The original project was focused on providing resources for people to figure out the safest roads to take while walking at night, using light density, density of public areas, and other factors to predict a safety rating through a machine learning algorithm for each road. However, we ran into issues with collecting sufficiently useful and precise data for this problem, so in a late night decision we took inspiration from older ideas that day and members' prior coding projects to attempt to make a Nativescript mapping application involving Twitter, Watson, and the election.
What it does
The app is intended to display a real-time graph of Twitter posts related to the election, with some indicator to convey the emotional parameters of each post, namely the extent to which each post demonstrates joy, sadness, anger, disgust, and fear. This data might be useful for anyone interested in possible correlations or trends between location and the emotional character of election posts.
How I built it
We used Nativescript to develop an iOS application for the project. We also employ the APIs for Twitter and Watson in order to collect and analyze data.
Challenges I ran into
As mentioned earlier, we ran into many problems with data collection for the original project, as we could not find all or process all of the data we needed in a reasonably precise form. We also had issues with getting Nativescript to install and run, but we were eventually able to figure out how to make this work.

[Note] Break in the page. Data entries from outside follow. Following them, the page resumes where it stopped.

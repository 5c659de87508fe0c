//! Client library for the Rackspace Cloud Databases API.
//!
//! Authenticates against the Rackspace identity service to obtain a bearer
//! token, then issues CRUD operations against database instances, databases
//! and users hosted in a datacenter region.
//!
//! ```rust,no_run
//! use clouddb_client::{Account, AuthGeo, CloudDbHttpClient, Datacenter};
//!
//! # async fn example() -> clouddb_client::CloudDbResult<()> {
//! let account = Account::new("my-user", "my-api-key", "123456");
//! let client = CloudDbHttpClient::connect(account, Datacenter::Ord, AuthGeo::Us).await?;
//!
//! let instances = client.list_instances().await?;
//! # Ok(())
//! # }
//! ```

pub use {account::*, endpoint::*, err::*, http::*};

mod account;
mod endpoint;
pub mod err;
mod http;

/// Result alias used by every public operation of this crate.
pub type CloudDbResult<T> = Result<T, CloudDbError>;
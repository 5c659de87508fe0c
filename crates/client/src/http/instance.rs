//! Instance lifecycle operations

use {
    crate::CloudDbResult,
    ::tracing::{debug, instrument},
    reqwest::Method,
    serde::Serialize,
    serde_json::Value,
};

/// Instance creation request document.
#[derive(Debug, Clone, Serialize)]
pub struct CreateInstanceRequest {
    instance: InstanceSpec,
}

#[derive(Debug, Clone, Serialize)]
struct InstanceSpec {
    #[serde(rename = "flavorRef")]
    flavor_ref: String,
    name: String,
    volume: VolumeSpec,
}

#[derive(Debug, Clone, Serialize)]
struct VolumeSpec {
    size: u32,
}

impl CreateInstanceRequest {
    pub fn new(flavor_ref: impl Into<String>, name: impl Into<String>, volume_size: u32) -> Self {
        Self {
            instance: InstanceSpec {
                flavor_ref: flavor_ref.into(),
                name: name.into(),
                volume: VolumeSpec { size: volume_size },
            },
        }
    }
}

/// Instance lifecycle methods for the Cloud Databases HTTP client
impl super::client::CloudDbHttpClient {
    /// Lists all database instances on the account.
    #[instrument(name = "clouddb.instance.list", skip(self), err)]
    pub async fn list_instances(&self) -> CloudDbResult<Value> {
        let uri = self.build_url().endpoint("instances").build();

        debug!("GET {}", &uri);

        let res = self.authed_request(Method::GET, &uri)?.send().await?;
        self.parse_response(res).await
    }

    /// Provisions a new database instance.
    ///
    /// `flavor` is the flavor identifier from the catalog; the request
    /// carries it as a full `flavorRef` URL rooted at this account's
    /// endpoint. `volume_size` is in GB; the API accepts 1-150 and rejects
    /// values outside that range itself, nothing is validated locally.
    ///
    /// # Example
    /// ```rust,no_run
    /// # use clouddb_client::*;
    /// # async fn example(client: CloudDbHttpClient) -> CloudDbResult<()> {
    /// let created = client.create_instance("my-instance", "1", 2).await?;
    /// # Ok(())
    /// # }
    /// ```
    #[instrument(
        name = "clouddb.instance.create",
        skip(self),
        fields(name = %name, flavor = %flavor, volume_size = volume_size),
        err
    )]
    pub async fn create_instance(
        &self,
        name: &str,
        flavor: &str,
        volume_size: u32,
    ) -> CloudDbResult<Value> {
        let uri = self.build_url().endpoint("instances").build();
        let flavor_ref = self.build_url().endpoint("flavors").id(flavor).build();

        debug!("POST {}", &uri);

        let request = CreateInstanceRequest::new(flavor_ref, name, volume_size);

        let res = self
            .authed_request(Method::POST, &uri)?
            .header("Content-Type", "application/json")
            .json(&request)
            .send()
            .await?;

        self.parse_response(res).await
    }

    /// Deletes an instance permanently, including its databases and users.
    #[instrument(
        name = "clouddb.instance.delete",
        skip(self),
        fields(instance_id = %instance_id),
        err
    )]
    pub async fn delete_instance(&self, instance_id: &str) -> CloudDbResult<Value> {
        let uri = self.build_url().endpoint("instances").id(instance_id).build();

        debug!("DELETE {}", &uri);

        let res = self.authed_request(Method::DELETE, &uri)?.send().await?;
        self.parse_response(res).await
    }

    /// Restarts the database service on an instance.
    ///
    /// Answers 202 with an empty body on success.
    #[instrument(
        name = "clouddb.instance.restart",
        skip(self),
        fields(instance_id = %instance_id),
        err
    )]
    pub async fn restart_instance(&self, instance_id: &str) -> CloudDbResult<Value> {
        let uri = self
            .build_url()
            .endpoint("instances")
            .id(instance_id)
            .endpoint("action")
            .build();

        debug!("POST {}", &uri);

        let res = self
            .authed_request(Method::POST, &uri)?
            .header("Content-Type", "application/json")
            .json(&RestartRequest::default())
            .send()
            .await?;

        self.parse_response(res).await
    }
}

/// `{"restart": {}}` action document.
#[derive(Debug, Clone, Default, Serialize)]
struct RestartRequest {
    restart: Restart,
}

#[derive(Debug, Clone, Default, Serialize)]
struct Restart {}
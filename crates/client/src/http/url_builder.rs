//! URL building utilities for Cloud Databases API endpoints

use url::Url;

/// Path-segment URL builder rooted at the resolved base endpoint.
/// Eliminates string concatenation and the double-slash bugs it invites.
#[derive(Debug)]
pub struct UrlBuilder<'a> {
    endpoint: &'a Url,
    parts: Vec<String>,
}

impl<'a> UrlBuilder<'a> {
    pub fn new(endpoint: &'a Url) -> Self {
        Self {
            endpoint,
            parts: Vec::new(),
        }
    }

    /// Add a fixed API path segment (`instances`, `databases`, ...).
    pub fn endpoint(mut self, segment: &str) -> Self {
        self.parts.push(segment.to_string());
        self
    }

    /// Add a caller-supplied identifier segment, percent-encoded.
    pub fn id(mut self, segment: &str) -> Self {
        self.parts.push(urlencoding::encode(segment).into_owned());
        self
    }

    /// Build the final URL string.
    pub fn build(self) -> String {
        let base = self.endpoint.as_str().trim_end_matches('/');
        format!("{}/{}", base, self.parts.join("/"))
    }
}
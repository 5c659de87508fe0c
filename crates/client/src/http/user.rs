//! Per-instance user and access-grant operations

use {
    crate::CloudDbResult,
    ::tracing::{debug, instrument},
    reqwest::Method,
    serde::Serialize,
    serde_json::Value,
};

use super::database::DatabasesRequest;

/// `{"users": [...]}` request document.
#[derive(Debug, Clone, Serialize)]
pub struct CreateUsersRequest {
    users: Vec<UserSpec>,
}

#[derive(Debug, Clone, Serialize)]
struct UserSpec {
    databases: Vec<UserDatabase>,
    name: String,
    password: String,
}

#[derive(Debug, Clone, Serialize)]
struct UserDatabase {
    name: String,
}

impl CreateUsersRequest {
    /// A single user with access to a single database, the shape the
    /// upstream API documents for user creation.
    pub fn single(
        name: impl Into<String>,
        password: impl Into<String>,
        database: impl Into<String>,
    ) -> Self {
        Self {
            users: vec![UserSpec {
                databases: vec![UserDatabase {
                    name: database.into(),
                }],
                name: name.into(),
                password: password.into(),
            }],
        }
    }
}

/// User management methods for the Cloud Databases HTTP client
impl super::client::CloudDbHttpClient {
    /// Lists the users on an instance.
    #[instrument(
        name = "clouddb.user.list",
        skip(self),
        fields(instance_id = %instance_id),
        err
    )]
    pub async fn list_users(&self, instance_id: &str) -> CloudDbResult<Value> {
        let uri = self
            .build_url()
            .endpoint("instances")
            .id(instance_id)
            .endpoint("users")
            .build();

        debug!("GET {}", &uri);

        let res = self.authed_request(Method::GET, &uri)?.send().await?;
        self.parse_response(res).await
    }

    /// Creates a user on an instance with access to one database.
    ///
    /// Answers 202 with an empty body on success.
    #[instrument(
        name = "clouddb.user.create",
        skip(self, password),
        fields(instance_id = %instance_id, user = %username, db = %database),
        err
    )]
    pub async fn create_user(
        &self,
        instance_id: &str,
        username: &str,
        password: &str,
        database: &str,
    ) -> CloudDbResult<Value> {
        let uri = self
            .build_url()
            .endpoint("instances")
            .id(instance_id)
            .endpoint("users")
            .build();

        debug!("POST {}", &uri);

        let request = CreateUsersRequest::single(username, password, database);

        let res = self
            .authed_request(Method::POST, &uri)?
            .header("Content-Type", "application/json")
            .json(&request)
            .send()
            .await?;

        self.parse_response(res).await
    }

    /// Grants a user access to a database.
    #[instrument(
        name = "clouddb.user.grant_access",
        skip(self),
        fields(instance_id = %instance_id, user = %username, db = %database),
        err
    )]
    pub async fn grant_user_access(
        &self,
        instance_id: &str,
        username: &str,
        database: &str,
    ) -> CloudDbResult<Value> {
        let uri = self
            .build_url()
            .endpoint("instances")
            .id(instance_id)
            .endpoint("users")
            .id(username)
            .endpoint("databases")
            .build();

        debug!("PUT {}", &uri);

        let request = DatabasesRequest::single(database);

        let res = self
            .authed_request(Method::PUT, &uri)?
            .header("Content-Type", "application/json")
            .json(&request)
            .send()
            .await?;

        self.parse_response(res).await
    }

    /// Revokes a user's access to a database.
    #[instrument(
        name = "clouddb.user.revoke_access",
        skip(self),
        fields(instance_id = %instance_id, user = %username, db = %database),
        err
    )]
    pub async fn revoke_user_access(
        &self,
        instance_id: &str,
        username: &str,
        database: &str,
    ) -> CloudDbResult<Value> {
        let uri = self
            .build_url()
            .endpoint("instances")
            .id(instance_id)
            .endpoint("users")
            .id(username)
            .endpoint("databases")
            .id(database)
            .build();

        debug!("DELETE {}", &uri);

        let res = self.authed_request(Method::DELETE, &uri)?.send().await?;
        self.parse_response(res).await
    }
}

Accomplishments that I'm proud of
We're reasonably proud of the ideas we were able to eventually come up with and our perseverance to continue in spite of the lack of extensive hackathon experience on our team and the odds against us finishing.
What I learned
It has most definitely been an experience for us to attempt to come up with and execute a project idea. We learned how to hackathon and how not to hackathon, especially that coming up with an achievable project is pretty hard.
What's next for Mapping Twitter with Emotion Analysis
Making it legitimately work, and then also making the original project work too.